= Your objective =
The entries below contain a line with "pub enum InferenceError" and a line with "for Maskcast operations". Retype exactly everything from the first down to the second, both included, and nothing else.
━━ Data extracts
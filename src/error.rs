//! Error types for Maskcast

use thiserror::Error;

/// Main error type for Maskcast
#[derive(Error, Debug)]
pub enum MaskcastError {
    #[error("Configuration error: {0}")]
    Config(#[from] ConfigError),

    #[error("Image source error: {0}")]
    Source(#[from] SourceError),

    #[error("Readback error: {0}")]
    Readback(#[from] ReadbackError),

    #[error("Inference error: {0}")]
    Inference(#[from] InferenceError),

    #[error("IO error: {0}")]
    Io(#[from] std::io::Error),
}

/// Configuration-related errors
#[derive(Error, Debug)]
pub enum ConfigError {
    #[error("Failed to read config file: {0}")]
    ReadFile(String),

    #[error("Failed to parse config: {0}")]
    Parse(String),

    #[error("Invalid configuration value: {field} - {message}")]
    InvalidValue { field: String, message: String },
}

/// Image source errors
#[derive(Error, Debug)]
pub enum SourceError {
    #[error("Failed to start image source: {0}")]
    Start(String),

    #[error("Image source did not become ready: {0}")]
    NotPrepared(String),
}

/// Frame copy / readback errors
#[derive(Error, Debug, Clone, PartialEq, Eq)]
pub enum ReadbackError {
    #[error("Frame size mismatch: buffer is {expected:?}, frame is {actual:?}")]
    SizeMismatch {
        expected: (u32, u32),
        actual: (u32, u32),
    },

    #[error("Short frame: expected {expected} bytes, got {actual}")]
    ShortFrame { expected: usize, actual: usize },

    #[error("Transfer failed: {0}")]
    Transfer(String),
}

/// Inference bridge errors
#[derive(Error, Debug, Clone, PartialEq, Eq)]
pub enum InferenceError {
    #[error("Failed to spawn inference worker: {0}")]
    WorkerSpawn(String),

    #[error("Engine initialization failed: {0}")]
    Initialize(String),

    #[error("Engine failed to process frame: {0}")]
    Segment(String),

    #[error("Inference worker disconnected")]
    Disconnected,

    #[error("Pending result was dropped before completion")]
    ResultDropped,
}

/// Result type alias for Maskcast operations
pub type Result<T> = std::result::Result<T, MaskcastError>;
//! Joint orientation from tracked body landmarks.
//!
//! Landmarks use MediaPipe Pose naming (`leftKnee`, `rightFootIndex`, ...)
//! and world-space coordinates. Solvers rotate a [`JointTransform`] in place
//! so that its local axes follow the tracked limb.

pub mod knee;

pub use knee::KneeSolver;

use glam::{Quat, Vec3};
use std::collections::HashMap;

/// Lower-body pose landmarks used by the joint solvers
#[derive(Debug, Clone, Copy, PartialEq, Eq, Hash)]
pub enum PoseLandmark {
    LeftHip,
    RightHip,
    LeftKnee,
    RightKnee,
    LeftAnkle,
    RightAnkle,
    LeftHeel,
    RightHeel,
    LeftFootIndex,
    RightFootIndex,
}

/// (landmark, MediaPipe key)
const LANDMARK_NAMES: &[(PoseLandmark, &str)] = &[
    (PoseLandmark::LeftHip, "leftHip"),
    (PoseLandmark::RightHip, "rightHip"),
    (PoseLandmark::LeftKnee, "leftKnee"),
    (PoseLandmark::RightKnee, "rightKnee"),
    (PoseLandmark::LeftAnkle, "leftAnkle"),
    (PoseLandmark::RightAnkle, "rightAnkle"),
    (PoseLandmark::LeftHeel, "leftHeel"),
    (PoseLandmark::RightHeel, "rightHeel"),
    (PoseLandmark::LeftFootIndex, "leftFootIndex"),
    (PoseLandmark::RightFootIndex, "rightFootIndex"),
];

impl PoseLandmark {
    pub fn name(self) -> &'static str {
        LANDMARK_NAMES
            .iter()
            .find(|(lm, _)| *lm == self)
            .map(|(_, name)| *name)
            .unwrap_or("unknown")
    }

    pub fn from_name(name: &str) -> Option<Self> {
        LANDMARK_NAMES
            .iter()
            .find(|(_, n)| *n == name)
            .map(|(lm, _)| *lm)
    }
}

/// Which limb of a mirrored pair
#[derive(Debug, Clone, Copy, PartialEq, Eq)]
pub enum Side {
    Left,
    Right,
}

/// Tracked landmark positions for one frame
#[derive(Debug, Clone, Default)]
pub struct LandmarkSet {
    positions: HashMap<PoseLandmark, Vec3>,
}

impl LandmarkSet {
    pub fn new() -> Self {
        Self::default()
    }

    /// Build from MediaPipe-style named positions, skipping unknown names
    pub fn from_named(named: &HashMap<String, [f32; 3]>) -> Self {
        let positions = named
            .iter()
            .filter_map(|(name, pos)| {
                PoseLandmark::from_name(name).map(|lm| (lm, Vec3::from_array(*pos)))
            })
            .collect();
        Self { positions }
    }

    pub fn insert(&mut self, landmark: PoseLandmark, position: Vec3) {
        self.positions.insert(landmark, position);
    }

    pub fn with(mut self, landmark: PoseLandmark, position: Vec3) -> Self {
        self.insert(landmark, position);
        self
    }

    pub fn get(&self, landmark: PoseLandmark) -> Option<Vec3> {
        self.positions.get(&landmark).copied()
    }

    pub fn len(&self) -> usize {
        self.positions.len()
    }

    pub fn is_empty(&self) -> bool {
        self.positions.is_empty()
    }
}

/// World rotation of one limb segment
#[derive(Debug, Clone, Copy, PartialEq)]
pub struct JointTransform {
    pub rotation: Quat,
}

impl Default for JointTransform {
    fn default() -> Self {
        Self {
            rotation: Quat::IDENTITY,
        }
    }
}

impl JointTransform {
    pub fn new(rotation: Quat) -> Self {
        Self { rotation }
    }

    /// Local +X in world space
    pub fn right(&self) -> Vec3 {
        self.rotation * Vec3::X
    }

    /// Local +Y in world space
    pub fn up(&self) -> Vec3 {
        self.rotation * Vec3::Y
    }

    /// Local +Z in world space
    pub fn forward(&self) -> Vec3 {
        self.rotation * Vec3::Z
    }

    /// Apply a world-space rotation on top of the current one
    pub fn rotate_world(&mut self, rotation: Quat) {
        self.rotation = (rotation * self.rotation).normalize();
    }
}

/// Which corrections a solver applied
#[derive(Debug, Clone, Copy, Default, PartialEq, Eq)]
pub struct Correction {
    /// The limb axis was aligned with the segment direction
    pub axis_aligned: bool,
    /// The forward axis was aligned with the foot plane normal
    pub twist_corrected: bool,
}

impl Correction {
    pub fn any(&self) -> bool {
        self.axis_aligned || self.twist_corrected
    }
}

/// Shortest-arc rotation taking `from` onto `to`.
///
/// `None` if either vector's squared length is below `epsilon_sq`.
pub fn from_to_rotation(from: Vec3, to: Vec3, epsilon_sq: f32) -> Option<Quat> {
    if from.length_squared() < epsilon_sq || to.length_squared() < epsilon_sq {
        return None;
    }
    let from = from.try_normalize()?;
    let to = to.try_normalize()?;
    Some(Quat::from_rotation_arc(from, to))
}

#[cfg(test)]
mod tests {
    use super::*;

    #[test]
    fn test_landmark_names_round_trip() {
        for &(lm, name) in LANDMARK_NAMES {
            assert_eq!(PoseLandmark::from_name(name), Some(lm));
            assert_eq!(lm.name(), name);
        }
        assert_eq!(PoseLandmark::from_name("nose"), None);
    }

    #[test]
    fn test_from_named_skips_unknown() {
        let mut named = HashMap::new();
        named.insert("leftKnee".to_string(), [0.0, 1.0, 0.0]);
        named.insert("nose".to_string(), [0.0, 2.0, 0.0]);

        let set = LandmarkSet::from_named(&named);
        assert_eq!(set.len(), 1);
        assert_eq!(set.get(PoseLandmark::LeftKnee), Some(Vec3::Y));
    }

    #[test]
    fn test_rotate_world_composes_on_the_left() {
        let mut t = JointTransform::default();
        t.rotate_world(Quat::from_rotation_z(std::f32::consts::FRAC_PI_2));
        assert!((t.right() - Vec3::Y).length() < 1e-5);

        t.rotate_world(Quat::from_rotation_x(std::f32::consts::FRAC_PI_2));
        // World X rotation carries +Y to +Z
        assert!((t.right() - Vec3::Z).length() < 1e-5);
    }

    #[test]
    fn test_from_to_rotation() {
        let q = from_to_rotation(Vec3::X, Vec3::new(0.0, 3.0, 0.0), 1e-10).unwrap();
        assert!((q * Vec3::X - Vec3::Y).length() < 1e-5);

        assert!(from_to_rotation(Vec3::ZERO, Vec3::Y, 1e-10).is_none());
        assert!(from_to_rotation(Vec3::X, Vec3::splat(1e-6), 1e-10).is_none());
    }

    #[test]
    fn test_from_to_rotation_opposite() {
        let q = from_to_rotation(Vec3::X, -Vec3::X, 1e-10).unwrap();
        assert!((q * Vec3::X + Vec3::X).length() < 1e-5);
    }
}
━━━━
= Exercise response =
pub enum InferenceError {
    #[error("Failed to spawn inference worker: {0}")]
    WorkerSpawn(String),

    #[error("Engine initialization failed: {0}")]
    Initialize(String),

    #[error("Engine failed to process frame: {0}")]
    Segment(String),

    #[error("Inference worker disconnected")]
    Disconnected,

    #[error("Pending result was dropped before completion")]
    ResultDropped,
}

/// Result type alias for Maskcast operations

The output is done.